That is by design. OCaml philosophy has been to be explicit about code. It's very Go-ish in that sense. So for example integer and float operators are different:
let int3 = int1 + int2
let float3 = float1 +. float2
However OCaml does allow operator redefinition and shadowing, so you can redefine and use any operators you want just by opening their specific modules (local opens, i.e. module opens that last for the scope of a single expression, are preferred):
let int3 = Int.Ops.(int1 + int2)
let float 3 = Float.Ops.(float1 + float2)
Note: the above modules Int.Ops and Float.Ops are for illustration purposes only, they don't exist in the standard library. You could write them pretty easily, though.
I'm not sure if I'd phrase it in terms of something missing from OCAML (or F# for that matter).
There's a substantial diff between OCAML and F# at this point, once you get past "core" programming with functions in both languages. Some of the more prominent things F# has that
* Computation Expressions
* Perf abstractions and compiler analysis for them, namely Span<'T>
* Type Providers
* The .NET generics system
* Anonymous Records
* Slices and ranges for slicing or generating list-like data
And as the parent user said, there's plenty OCAML offers that is missing from F#. I think it's a good idea to consider them quite differently, despite having the same functional core.
* Regarding Span<'T> (or my preference 'T Span :-), I believe F# and OCaml have developed different optimizations and constraints. For example, in OCaml allocation is really cheap. But there are still well-known techniques for minimizing it.

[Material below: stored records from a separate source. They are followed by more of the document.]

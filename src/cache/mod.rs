//! Normalized response cache keyed by query, grouped by entity tag.
//!
//! Reads register under the tags they provide; mutations mark every entry
//! under the tags they invalidate as stale. A stale entry is never returned
//! by [`ResponseCache::fresh`], so the next read for it goes to the network.

mod janitor;

pub use janitor::spawn_cache_janitor;

use serde::{Deserialize, Serialize};
use serde_json::Value;
use std::collections::{HashMap, HashSet};
use std::fmt;
use std::sync::{Arc, Mutex, MutexGuard};
use std::time::{Duration, Instant};
use tokio::sync::broadcast;
use tracing::debug;

#[derive(Debug, Clone, Copy, PartialEq, Eq, Hash, PartialOrd, Ord, Serialize, Deserialize)]
#[serde(rename_all = "snake_case")]
pub enum CacheTag {
    Admins,
    Users,
    Categories,
    Products,
    Cart,
    Orders,
}

impl CacheTag {
    pub const ALL: [CacheTag; 6] = [
        CacheTag::Admins,
        CacheTag::Users,
        CacheTag::Categories,
        CacheTag::Products,
        CacheTag::Cart,
        CacheTag::Orders,
    ];

    pub fn as_str(&self) -> &'static str {
        match self {
            Self::Admins => "admins",
            Self::Users => "users",
            Self::Categories => "categories",
            Self::Products => "products",
            Self::Cart => "cart",
            Self::Orders => "orders",
        }
    }
}

impl fmt::Display for CacheTag {
    fn fmt(&self, f: &mut fmt::Formatter<'_>) -> fmt::Result {
        f.write_str(self.as_str())
    }
}

/// Identity of a read: method, path and query string.
#[derive(Debug, Clone, PartialEq, Eq, Hash, PartialOrd, Ord)]
pub struct QueryKey(String);

impl QueryKey {
    pub fn new(key: impl Into<String>) -> Self {
        Self(key.into())
    }

    pub fn as_str(&self) -> &str {
        &self.0
    }
}

impl fmt::Display for QueryKey {
    fn fmt(&self, f: &mut fmt::Formatter<'_>) -> fmt::Result {
        f.write_str(&self.0)
    }
}

#[derive(Debug, Clone, PartialEq, Eq)]
pub enum CacheEvent {
    Invalidated { tags: Vec<CacheTag>, keys: Vec<QueryKey> },
    Cleared,
}

/// Read-only view of an entry, for inspection and tests.
#[derive(Debug, Clone, PartialEq)]
pub struct CacheEntryInfo {
    pub tags: Vec<CacheTag>,
    pub stale: bool,
    pub subscribers: usize,
}

/// Tag generations observed when a read started. An entry stored with a
/// ticket whose generations have since moved is stored stale.
#[derive(Debug, Clone)]
pub struct ReadTicket {
    generations: Vec<(CacheTag, u64)>,
}

struct CacheEntry {
    tags: Vec<CacheTag>,
    payload: Value,
    stale: bool,
}

#[derive(Default)]
struct CacheState {
    entries: HashMap<QueryKey, CacheEntry>,
    by_tag: HashMap<CacheTag, HashSet<QueryKey>>,
    generations: HashMap<CacheTag, u64>,
    subscribers: HashMap<QueryKey, usize>,
    unused_since: HashMap<QueryKey, Instant>,
}

impl CacheState {
    fn generation(&self, tag: CacheTag) -> u64 {
        self.generations.get(&tag).copied().unwrap_or(0)
    }

    fn subscriber_count(&self, key: &QueryKey) -> usize {
        self.subscribers.get(key).copied().unwrap_or(0)
    }

    fn remove(&mut self, key: &QueryKey) {
        if let Some(entry) = self.entries.remove(key) {
            for tag in entry.tags {
                if let Some(keys) = self.by_tag.get_mut(&tag) {
                    keys.remove(key);
                }
            }
        }
        self.unused_since.remove(key);
    }
}

pub struct ResponseCache {
    state: Mutex<CacheState>,
    events: broadcast::Sender<CacheEvent>,
}

impl Default for ResponseCache {
    fn default() -> Self {
        Self::new()
    }
}

impl ResponseCache {
    pub fn new() -> Self {
        let (events, _) = broadcast::channel(64);
        Self {
            state: Mutex::new(CacheState::default()),
            events,
        }
    }

    fn lock(&self) -> MutexGuard<'_, CacheState> {
        self.state.lock().unwrap_or_else(|poisoned| poisoned.into_inner())
    }

    /// Payload for `key` unless it is missing or stale.
    pub fn fresh(&self, key: &QueryKey) -> Option<Value> {
        let state = self.lock();
        state
            .entries
            .get(key)
            .filter(|entry| !entry.stale)
            .map(|entry| entry.payload.clone())
    }

    pub fn begin_read(&self, tags: &[CacheTag]) -> ReadTicket {
        let state = self.lock();
        ReadTicket {
            generations: tags.iter().map(|t| (*t, state.generation(*t))).collect(),
        }
    }

    /// Stores a completed read. Returns `false` when one of its tags was
    /// invalidated while the read was in flight; the entry is then kept but
    /// already stale.
    pub fn store(&self, key: QueryKey, tags: &[CacheTag], payload: Value, ticket: &ReadTicket) -> bool {
        let mut state = self.lock();
        let current = ticket
            .generations
            .iter()
            .all(|(tag, generation)| state.generation(*tag) == *generation);

        state.remove(&key);
        for tag in tags {
            state.by_tag.entry(*tag).or_default().insert(key.clone());
        }
        if state.subscriber_count(&key) == 0 {
            state.unused_since.insert(key.clone(), Instant::now());
        }
        state.entries.insert(
            key,
            CacheEntry {
                tags: tags.to_vec(),
                payload,
                stale: !current,
            },
        );
        current
    }

    /// Marks every entry under `tags` stale. Returns the affected keys.
    pub fn invalidate(&self, tags: &[CacheTag]) -> Vec<QueryKey> {
        if tags.is_empty() {
            return Vec::new();
        }

        let mut keys = Vec::new();
        {
            let mut state = self.lock();
            for tag in tags {
                *state.generations.entry(*tag).or_insert(0) += 1;
                let tagged: Vec<QueryKey> = state
                    .by_tag
                    .get(tag)
                    .map(|set| set.iter().cloned().collect())
                    .unwrap_or_default();
                for key in tagged {
                    if let Some(entry) = state.entries.get_mut(&key) {
                        entry.stale = true;
                    }
                    if !keys.contains(&key) {
                        keys.push(key);
                    }
                }
            }
        }
        keys.sort();

        debug!(tags = ?tags, invalidated = keys.len(), "cache tags invalidated");
        let _ = self.events.send(CacheEvent::Invalidated {
            tags: tags.to_vec(),
            keys: keys.clone(),
        });
        keys
    }

    pub fn clear(&self) {
        {
            let mut state = self.lock();
            state.entries.clear();
            state.by_tag.clear();
            state.unused_since.clear();
            for tag in CacheTag::ALL {
                *state.generations.entry(tag).or_insert(0) += 1;
            }
        }
        debug!("cache cleared");
        let _ = self.events.send(CacheEvent::Cleared);
    }

    /// Registers interest in `key`. The entry is exempt from expiry while at
    /// least one subscription is alive.
    pub fn subscribe(self: &Arc<Self>, key: QueryKey) -> QuerySubscription {
        {
            let mut state = self.lock();
            *state.subscribers.entry(key.clone()).or_insert(0) += 1;
            state.unused_since.remove(&key);
        }
        QuerySubscription {
            cache: Arc::clone(self),
            key,
            events: self.events.subscribe(),
        }
    }

    fn release(&self, key: &QueryKey) {
        let mut state = self.lock();
        let remaining = match state.subscribers.get_mut(key) {
            Some(count) => {
                *count = count.saturating_sub(1);
                *count
            }
            None => 0,
        };
        if remaining == 0 {
            state.subscribers.remove(key);
            if state.entries.contains_key(key) {
                state.unused_since.insert(key.clone(), Instant::now());
            }
        }
    }

    /// Drops entries that have had no subscribers for at least `keep_for`.
    pub fn prune_unused(&self, keep_for: Duration, now: Instant) -> usize {
        let mut state = self.lock();
        let expired: Vec<QueryKey> = state
            .unused_since
            .iter()
            .filter(|(_, since)| now.saturating_duration_since(**since) >= keep_for)
            .map(|(key, _)| key.clone())
            .collect();
        for key in &expired {
            state.remove(key);
        }
        expired.len()
    }

    pub fn entry_info(&self, key: &QueryKey) -> Option<CacheEntryInfo> {
        let state = self.lock();
        state.entries.get(key).map(|entry| CacheEntryInfo {
            tags: entry.tags.clone(),
            stale: entry.stale,
            subscribers: state.subscriber_count(key),
        })
    }

    pub fn len(&self) -> usize {
        self.lock().entries.len()
    }

    pub fn is_empty(&self) -> bool {
        self.len() == 0
    }
}

/// Live interest in one query. Dropping it releases the subscriber slot.
pub struct QuerySubscription {
    cache: Arc<ResponseCache>,
    key: QueryKey,
    events: broadcast::Receiver<CacheEvent>,
}

impl QuerySubscription {
    pub fn key(&self) -> &QueryKey {
        &self.key
    }

    /// Resolves once this query's entry has been invalidated or the cache
    /// was cleared. Returns `false` if the cache went away.
    pub async fn invalidated(&mut self) -> bool {
        loop {
            match self.events.recv().await {
                Ok(CacheEvent::Invalidated { keys, .. }) if keys.contains(&self.key) => return true,
                Ok(CacheEvent::Cleared) => return true,
                Ok(_) => continue,
                Err(broadcast::error::RecvError::Lagged(_)) => return true,
                Err(broadcast::error::RecvError::Closed) => return false,
            }
        }
    }
}

impl Drop for QuerySubscription {
    fn drop(&mut self) {
        self.cache.release(&self.key);
    }
}

#[cfg(test)]
mod tests {
    use super::*;
    use serde_json::json;

    fn key(s: &str) -> QueryKey {
        QueryKey::new(s)
    }

    #[test]
    fn invalidation_marks_only_tagged_entries_stale() {
        let cache = ResponseCache::new();
        let t = cache.begin_read(&[CacheTag::Products]);
        cache.store(key("GET /products"), &[CacheTag::Products], json!([1]), &t);
        let t = cache.begin_read(&[CacheTag::Cart]);
        cache.store(key("GET /cart"), &[CacheTag::Cart], json!({"items": []}), &t);

        let affected = cache.invalidate(&[CacheTag::Products]);
        assert_eq!(affected, vec![key("GET /products")]);
        assert_eq!(cache.fresh(&key("GET /products")), None);
        assert_eq!(cache.fresh(&key("GET /cart")), Some(json!({"items": []})));
    }

    #[test]
    fn read_started_before_invalidation_is_stored_stale() {
        let cache = ResponseCache::new();
        let ticket = cache.begin_read(&[CacheTag::Orders]);
        cache.invalidate(&[CacheTag::Orders]);

        let current = cache.store(key("GET /orders"), &[CacheTag::Orders], json!([]), &ticket);
        assert!(!current);
        assert!(cache.entry_info(&key("GET /orders")).unwrap().stale);
        assert_eq!(cache.fresh(&key("GET /orders")), None);
    }

    #[test]
    fn subscribed_entries_survive_pruning() {
        let cache = Arc::new(ResponseCache::new());
        let t = cache.begin_read(&[CacheTag::Categories]);
        cache.store(key("GET /categories"), &[CacheTag::Categories], json!([]), &t);
        let t = cache.begin_read(&[CacheTag::Products]);
        cache.store(key("GET /products"), &[CacheTag::Products], json!([]), &t);

        let sub = cache.subscribe(key("GET /categories"));
        assert_eq!(cache.entry_info(sub.key()).unwrap().subscribers, 1);

        let later = Instant::now() + Duration::from_secs(120);
        assert_eq!(cache.prune_unused(Duration::from_secs(60), later), 1);
        assert!(cache.entry_info(&key("GET /categories")).is_some());
        assert!(cache.entry_info(&key("GET /products")).is_none());

        drop(sub);
        let much_later = Instant::now() + Duration::from_secs(240);
        assert_eq!(cache.prune_unused(Duration::from_secs(60), much_later), 1);
        assert!(cache.is_empty());
    }

    #[tokio::test]
    async fn subscription_wakes_on_invalidation_of_its_key() {
        let cache = Arc::new(ResponseCache::new());
        let t = cache.begin_read(&[CacheTag::Cart]);
        cache.store(key("GET /cart"), &[CacheTag::Cart], json!({}), &t);
        let mut sub = cache.subscribe(key("GET /cart"));

        cache.invalidate(&[CacheTag::Products]);
        cache.invalidate(&[CacheTag::Cart]);
        assert!(sub.invalidated().await);
    }
}
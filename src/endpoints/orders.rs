use super::{data, decode, decode_list, require, to_body};
use crate::cache::CacheTag;
use crate::checkout::{build_order, BuildOrderParams, CheckoutOutcome};
use crate::client::{segment, ApiClient, ApiError, ApiRequest, Transport};
use crate::types::{Cart, NewOrder, Order, OrderCreated, OrderStatus, PaymentMethod, ShippingInfo};
use serde_json::{json, Value};
use tracing::{info, warn};

impl<T: Transport> ApiClient<T> {
    pub async fn create_order(&self, order: &NewOrder) -> Result<OrderCreated, ApiError> {
        let response = self
            .send(
                ApiRequest::post("/orders/create-order")
                    .with_body(to_body(order)?)
                    .invalidates([CacheTag::Orders]),
            )
            .await?;
        match data(response) {
            Value::Null => Ok(OrderCreated { payment_session: None }),
            created => decode(created),
        }
    }

    /// Validates the checkout, creates the order and settles the cart.
    /// Cash on delivery finishes here; online methods hand back the payment
    /// page the shopper must visit.
    pub async fn place_order(
        &self,
        cart: &Cart,
        shipping: ShippingInfo,
        payment_method: PaymentMethod,
    ) -> Result<CheckoutOutcome, ApiError> {
        let session = self.session().snapshot();
        let order = build_order(BuildOrderParams {
            cart,
            user: session.user(),
            shipping,
            payment_method,
        })
        .map_err(|e| ApiError::Validation(e.to_string()))?;

        let created = self.create_order(&order).await?;
        info!(method = payment_method.label(), items = order.order_items.len(), "order created");

        if payment_method == PaymentMethod::CashOnDelivery {
            self.clear_cart().await?;
            return Ok(CheckoutOutcome::Placed);
        }

        let payment_url = created
            .payment_session
            .map(|session| session.payment_url)
            .filter(|url| !url.trim().is_empty());
        let Some(payment_url) = payment_url else {
            warn!(method = payment_method.label(), "order created without a payment url");
            return Err(ApiError::Decode(
                "Could not initiate payment. Please try again or contact support.".to_string(),
            ));
        };
        self.clear_cart().await?;
        Ok(CheckoutOutcome::AwaitingPayment { payment_url })
    }

    pub async fn orders(&self) -> Result<Vec<Order>, ApiError> {
        let response = self
            .send(ApiRequest::get("/orders").provides([CacheTag::Orders]))
            .await?;
        decode_list(response)
    }

    pub async fn orders_for_user(&self, user_id: &str) -> Result<Vec<Order>, ApiError> {
        require(user_id, "User id")?;
        let response = self
            .send(ApiRequest::get(format!("/orders/user/{}", segment(user_id))).provides([CacheTag::Orders]))
            .await?;
        decode_list(response)
    }

    pub async fn order(&self, id: &str) -> Result<Order, ApiError> {
        require(id, "Order id")?;
        let response = self
            .send(ApiRequest::get(format!("/orders/{}", segment(id))).provides([CacheTag::Orders]))
            .await?;
        decode(data(response))
    }

    pub async fn update_order_status(&self, id: &str, status: OrderStatus) -> Result<(), ApiError> {
        require(id, "Order id")?;
        self.send(
            ApiRequest::put(format!("/orders/{}", segment(id)))
                .with_body(json!({ "status": status.as_str() }))
                .invalidates([CacheTag::Orders]),
        )
        .await?;
        Ok(())
    }

    pub async fn delete_order(&self, id: &str) -> Result<(), ApiError> {
        require(id, "Order id")?;
        self.send(ApiRequest::delete(format!("/orders/{}", segment(id))).invalidates([CacheTag::Orders]))
            .await?;
        Ok(())
    }
}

* OCaml also has the PPX system, which allows to programmatically transform a program's syntax tree into a new tree. I believe this allows somewhere around the same power as type providers and quasiquotations, combined.
* Anonymous records are cool, OCaml objects are pretty similar in that they are structurally typed. Also interestingly neither of them supports pattern matching–if I recall the F# limitation correctly.
That's a custom operator definition. Operator overloading is when the same operator can be used on different types (for example, if `+` worked on both floats and ints, instead of explicitly having to reach for the correct `+` like you do in OCaml).
Yeah, I guess you can get a limited sort of operator overloading by building it out of row polymorphism. That doesn't solve the most common use-case of operator overloading, though, which is allowing the same operators to work on floats and ints, because it only works on objects.